▸ **Task item**: The expected answer is every line from the material below that has the word "route".

··· Extracted information

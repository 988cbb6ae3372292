mod expr;
mod route;

pub(crate) use expr::{
  CoercionTarget, CompiledDefinition, CompiledExpression, Modifier, ObjectField, Primitive, ValidatorExpr,
};
pub(crate) use route::{ParameterFragment, ParameterGroups, RequestBodyFragment, ResponseFragment, RouteFragment};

······

▸ **Written response**:
mod route;
pub(crate) use route::{ParameterFragment, ParameterGroups, RequestBodyFragment, ResponseFragment, RouteFragment};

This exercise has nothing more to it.